Lemon Chicken Cutlets
- 6 chicken breast halves, skinless and boneless
- Salt and freshly ground pepper to taste
- Garlic powder to taste
- All-purpose flour
- 4 tablespoons butter, divided use
- 2 tablespoons olive or vegetable oil
- 2 tablespoons all-purpose flour
- 2 cups chicken broth
- 1/4 cup fresh lemon juice
- 2 tablespoons chopped fresh flat-leaf parsley (also known as Italian parsley)
- Lemon slices for garnish (optional)
- Place chicken breast halves between sheets of plastic wrap or waxed paper, and pound with a kitchen mallet or rolling pin until they are evenly about 1/4-inch thick.
- Season cutlets with salt, pepper and garlic powder. Dredge in flour, shaking off excess.

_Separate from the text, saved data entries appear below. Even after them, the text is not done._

use crate::config::{create_hasher, Config};
use crate::error::Error;
use crate::hash::Fnv32a;
use crate::key::{FixedKey, KeyLen};
use crate::shard::{Shard, Slot};
use crate::stats::{ShardOps, Stats};
use std::sync::Arc;

/// Bounded concurrent map over fixed-length byte keys.
///
/// Keys are spread across shards by FNV-1a; each shard has its own lock and
/// holds at most `depth` keys. When a shard is full, inserting a new key
/// evicts the key that was inserted `depth` insertions earlier, no matter
/// how recently it was read or updated. Values are stored as `Arc<V>`.
///
/// # Example
///
/// ```rust
/// use ringshard::RingShardMap;
///
/// let map = RingShardMap::new(64, 1024, 32)?;
/// let tx_hash = [0xabu8; 32];
///
/// assert!(map.get_and_swap(&tx_hash, Some("seen"))?.is_none());
/// assert_eq!(*map.get(&tx_hash)?.unwrap(), "seen");
/// assert!(map.contains(&tx_hash)?);
/// # Ok::<(), ringshard::Error>(())
/// ```
pub struct RingShardMap<V> {
    shards: Vec<Shard<V>>,
    hasher: Fnv32a,
    depth: usize,
    key_len: KeyLen,
}

impl<V> RingShardMap<V>
where
    V: Send + Sync,
{
    /// Create a map with `shard_count` shards of `depth` entries each, for
    /// keys of `key_len` bytes (16, 20 or 32).
    pub fn new(shard_count: usize, depth: usize, key_len: usize) -> Result<Self, Error> {
        let config = Config::new()
            .key_len(key_len)?
            .shard_count(shard_count)?
            .depth(depth)?;
        Self::with_config(config)
    }

    /// Create a new map with custom config.
    pub fn with_config(config: Config) -> Result<Self, Error> {
        let shard_count = config.shard_count;
        let depth = config.depth;
        let mut shards = Vec::with_capacity(shard_count);
        for _ in 0..shard_count {
            shards.push(Shard::new(depth));
        }

        tracing::debug!(
            shard_count,
            depth,
            key_len = config.key_len.bytes(),
            traversal = ?config.traversal,
            "created ring shard map"
        );

        Ok(Self {
            shards,
            hasher: create_hasher(config.traversal, shard_count),
            depth,
            key_len: config.key_len,
        })
    }

    #[inline]
    fn index_of(&self, key: &[u8]) -> usize {
        let index = self.hasher.index(key);
        // A single-shard hasher leaves the hash unclamped.
        if self.shards.len() == 1 {
            0
        } else {
            index
        }
    }

    /// Validate and copy the key, and find its shard.
    fn route(&self, key: &[u8]) -> Result<(&Shard<V>, FixedKey), Error> {
        let fixed = FixedKey::copy_from(self.key_len, key)?;
        Ok((&self.shards[self.index_of(key)], fixed))
    }

    fn route_uuid(&self, key: &[u8; 16]) -> Result<(&Shard<V>, FixedKey), Error> {
        if self.key_len != KeyLen::Uuid {
            return Err(Error::UnsupportedKeyMode {
                key_len: self.key_len.bytes(),
            });
        }
        Ok((&self.shards[self.index_of(key)], FixedKey::from(*key)))
    }

    /// Index of the shard `key` belongs to.
    pub fn shard_index(&self, key: &[u8]) -> Result<usize, Error> {
        FixedKey::copy_from(self.key_len, key)?;
        Ok(self.index_of(key))
    }

    /// Check whether `key` is present. Takes the shard's read lock.
    pub fn contains(&self, key: &[u8]) -> Result<bool, Error> {
        let (shard, key) = self.route(key)?;
        Ok(shard.contains(&key))
    }

    /// Check whether `key` is present, marking it present if it was not.
    ///
    /// Returns whether the key was present before the call. A key added this
    /// way has no value: `get` returns `None` for it while `contains`
    /// returns `true`, and a later swap fills it in place.
    ///
    /// # Example
    ///
    /// ```rust
    /// use ringshard::RingShardMap;
    ///
    /// let map: RingShardMap<()> = RingShardMap::new(16, 128, 20)?;
    /// let address = [1u8; 20];
    ///
    /// assert!(!map.contains_with_add(&address)?);
    /// assert!(map.contains_with_add(&address)?);
    /// # Ok::<(), ringshard::Error>(())
    /// ```
    pub fn contains_with_add(&self, key: &[u8]) -> Result<bool, Error> {
        let (shard, key) = self.route(key)?;
        Ok(shard.contains_or_mark(key))
    }

    /// Get the value stored under `key`.
    pub fn get(&self, key: &[u8]) -> Result<Option<Arc<V>>, Error> {
        let (shard, key) = self.route(key)?;
        Ok(shard.get(&key))
    }

    /// Store `value` under `key` and return the previous value.
    ///
    /// Passing `None` removes the key instead. Inserting a new key into a
    /// full shard evicts that shard's oldest insertion.
    ///
    /// # Example
    ///
    /// ```rust
    /// use ringshard::RingShardMap;
    ///
    /// let map = RingShardMap::new(8, 64, 16)?;
    /// let id = [9u8; 16];
    ///
    /// map.get_and_swap(&id, Some(1))?;
    /// assert_eq!(*map.get_and_swap(&id, Some(2))?.unwrap(), 1);
    /// assert_eq!(*map.get_and_swap(&id, None)?.unwrap(), 2);
    /// assert!(map.get(&id)?.is_none());
    /// # Ok::<(), ringshard::Error>(())
    /// ```
    pub fn get_and_swap(&self, key: &[u8], value: Option<V>) -> Result<Option<Arc<V>>, Error> {
        let (shard, key) = self.route(key)?;
        Ok(Self::swap(shard, key, value))
    }

    /// Like [`get_and_swap`](Self::get_and_swap), but an existing key is
    /// only replaced if `predicate` returns `true` for its current value.
    /// The predicate sees `None` for a key marked by
    /// [`contains_with_add`](Self::contains_with_add). A missing key is
    /// inserted without calling `predicate`.
    ///
    /// # Example
    ///
    /// ```rust
    /// use ringshard::RingShardMap;
    ///
    /// let map = RingShardMap::new(8, 64, 32)?;
    /// let key = [7u8; 32];
    ///
    /// // Keep the highest value seen.
    /// for n in [3, 9, 4] {
    ///     map.get_and_swap_if(&key, n, |current| current.map_or(true, |c| n > *c))?;
    /// }
    /// assert_eq!(*map.get(&key)?.unwrap(), 9);
    /// # Ok::<(), ringshard::Error>(())
    /// ```
    pub fn get_and_swap_if<P>(
        &self,
        key: &[u8],
        value: V,
        predicate: P,
    ) -> Result<Option<Arc<V>>, Error>
    where
        P: FnOnce(Option<&V>) -> bool,
    {
        let (shard, key) = self.route(key)?;
        let slot = Slot::Value(Arc::new(value));
        Ok(shard
            .upsert_if(key, slot, predicate)
            .and_then(Slot::into_value))
    }

    /// Remove `key`, returning its value. Same as `get_and_swap(key, None)`.
    pub fn remove(&self, key: &[u8]) -> Result<Option<Arc<V>>, Error> {
        self.get_and_swap(key, None)
    }

    /// [`get`](Self::get) for maps built with 16-byte keys.
    pub fn get_uuid(&self, key: &[u8; 16]) -> Result<Option<Arc<V>>, Error> {
        let (shard, key) = self.route_uuid(key)?;
        Ok(shard.get(&key))
    }

    /// [`get_and_swap`](Self::get_and_swap) for maps built with 16-byte keys.
    pub fn get_and_swap_uuid(
        &self,
        key: &[u8; 16],
        value: Option<V>,
    ) -> Result<Option<Arc<V>>, Error> {
        let (shard, key) = self.route_uuid(key)?;
        Ok(Self::swap(shard, key, value))
    }

    fn swap(shard: &Shard<V>, key: FixedKey, value: Option<V>) -> Option<Arc<V>> {
        let previous = match value {
            Some(value) => shard.upsert(key, Slot::Value(Arc::new(value))),
            None => shard.remove(&key),
        };
        previous.and_then(Slot::into_value)
    }

    /// Number of shards.
    pub fn shard_count(&self) -> usize {
        self.shards.len()
    }

    /// Maximum number of keys per shard.
    pub fn depth(&self) -> usize {
        self.depth
    }

    /// Key length in bytes.
    pub fn key_len(&self) -> usize {
        self.key_len.bytes()
    }

    /// Maximum number of keys the map can hold.
    pub fn capacity(&self) -> usize {
        self.shards.len() * self.depth
    }

    /// Get the total number of entries across all shards.
    ///
    /// Takes every shard's read lock in turn, so the result may be stale
    /// under concurrent writes.
    pub fn len(&self) -> usize {
        self.shards.iter().map(|shard| shard.len()).sum()
    }

    /// Check if the map is empty.
    pub fn is_empty(&self) -> bool {
        self.shards.iter().all(|shard| shard.len() == 0)
    }

    /// Number of entries in each shard.
    pub fn shard_loads(&self) -> Vec<usize> {
        self.shards.iter().map(|shard| shard.len()).collect()
    }

    /// Get detailed statistics about the map and its shards.
    pub fn stats(&self) -> Stats {
        let shard_sizes = self.shard_loads();
        let operations: Vec<ShardOps> = self.shards.iter().map(|s| s.stats()).collect();
        let size: usize = shard_sizes.iter().sum();

        Stats {
            size,
            capacity: self.capacity(),
            shard_sizes,
            operations,
        }
    }
}

impl<V> std::fmt::Debug for RingShardMap<V> {
    fn fmt(&self, f: &mut std::fmt::Formatter<'_>) -> std::fmt::Result {
        f.debug_struct("RingShardMap")
            .field("shard_count", &self.shards.len())
            .field("depth", &self.depth)
            .field("key_len", &self.key_len)
            .field("hasher", &self.hasher)
            .finish()
    }
}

- In large skillet, heat 2 tablespoons butter and oil over medium-high heat until hot. Cook cutlets on each side until golden brown, about 5 minutes or until the juices run clear. Remove from pan; keep warm.
- Melt remaining 2 tablespoons butter in same skillet, add 2 tablespoons flour and cook for 1 minute. Stir in chicken broth, stirring up any browned bits from the bottom of skillet. Heat to boiling and cook until thickened, about 2 to 3 minutes.

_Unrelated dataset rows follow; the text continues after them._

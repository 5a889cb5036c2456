//! Fixed-length keys.

use crate::error::Error;

/// Supported key lengths.
#[derive(Debug, Clone, Copy, PartialEq, Eq, Hash)]
pub enum KeyLen {
    /// 16-byte keys (UUIDs).
    Uuid,
    /// 20-byte keys (addresses).
    Address,
    /// 32-byte keys (content or transaction hashes).
    Hash,
}

impl KeyLen {
    /// Number of bytes in a key of this length.
    #[inline]
    pub const fn bytes(self) -> usize {
        match self {
            KeyLen::Uuid => 16,
            KeyLen::Address => 20,
            KeyLen::Hash => 32,
        }
    }
}

impl TryFrom<usize> for KeyLen {
    type Error = Error;

    fn try_from(len: usize) -> Result<Self, Error> {
        match len {
            16 => Ok(KeyLen::Uuid),
            20 => Ok(KeyLen::Address),
            32 => Ok(KeyLen::Hash),
            other => Err(Error::UnsupportedKeyLength(other)),
        }
    }
}

/// An owned copy of a key's bytes, used as the in-shard map key.
///
/// Always built by copying, so the caller is free to reuse its buffer
/// as soon as an operation returns.
#[derive(Debug, Clone, Copy, PartialEq, Eq, Hash)]
pub enum FixedKey {
    /// 16-byte key.
    Uuid([u8; 16]),
    /// 20-byte key.
    Address([u8; 20]),
    /// 32-byte key.
    Hash([u8; 32]),
}

impl FixedKey {
    /// Copy `bytes` into a key of the given length.
    pub fn copy_from(key_len: KeyLen, bytes: &[u8]) -> Result<Self, Error> {
        let mismatch = || Error::KeyLengthMismatch {
            expected: key_len.bytes(),
            actual: bytes.len(),
        };
        match key_len {
            KeyLen::Uuid => bytes.try_into().map(FixedKey::Uuid).map_err(|_| mismatch()),
            KeyLen::Address => bytes
                .try_into()
                .map(FixedKey::Address)
                .map_err(|_| mismatch()),
            KeyLen::Hash => bytes.try_into().map(FixedKey::Hash).map_err(|_| mismatch()),
        }
    }

    /// The key's bytes.
    pub fn as_bytes(&self) -> &[u8] {
        match self {
            FixedKey::Uuid(b) => b,
            FixedKey::Address(b) => b,
            FixedKey::Hash(b) => b,
        }
    }
}

impl From<[u8; 16]> for FixedKey {
    fn from(bytes: [u8; 16]) -> Self {
        FixedKey::Uuid(bytes)
    }
}

#[cfg(test)]
mod tests {
    use super::*;

    #[test]
    fn test_key_len_from_usize() {
        assert_eq!(KeyLen::try_from(16).unwrap(), KeyLen::Uuid);
        assert_eq!(KeyLen::try_from(20).unwrap(), KeyLen::Address);
        assert_eq!(KeyLen::try_from(32).unwrap(), KeyLen::Hash);
        assert_eq!(KeyLen::try_from(24), Err(Error::UnsupportedKeyLength(24)));
        assert_eq!(KeyLen::try_from(0), Err(Error::UnsupportedKeyLength(0)));
    }

    #[test]
    fn test_copy_from_is_a_copy() {
        let mut buf = [7u8; 20];
        let key = FixedKey::copy_from(KeyLen::Address, &buf).unwrap();
        buf[0] = 0;
        assert_ne!(key.as_bytes(), &buf[..]);
        assert_eq!(key.as_bytes(), &[7u8; 20]);
    }

    #[test]
    fn test_copy_from_wrong_length() {
        let err = FixedKey::copy_from(KeyLen::Hash, &[0u8; 20]).unwrap_err();
        assert_eq!(
            err,
            Error::KeyLengthMismatch {
                expected: 32,
                actual: 20
            }
        );
    }

    #[test]
    fn test_uuid_key_matches_slice_key() {
        let bytes = [3u8; 16];
        assert_eq!(
            FixedKey::from(bytes),
            FixedKey::copy_from(KeyLen::Uuid, &bytes).unwrap()
        );
    }
}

- Remove from heat and stir in lemon juice and parsley. Season with additional salt and pepper, as desired. Serve lemon sauce with cutlets. Garnish with lemon slices, if desired.
Makes 6 servings.
Cook's Tip: No fresh lemons? Reconstituted lemon juice can be used as a substitute.
Nutritional Facts Per Serving: 374.6 calories; 27% calories from fat; 11.5g total fat; 152.1mg cholesterol; 449.7mg sodium; 700.3mg potassium; 7.2g carbohydrates; 0.3g fiber; 0.3g sugar; 6.9g net carbs; 57.1g protein.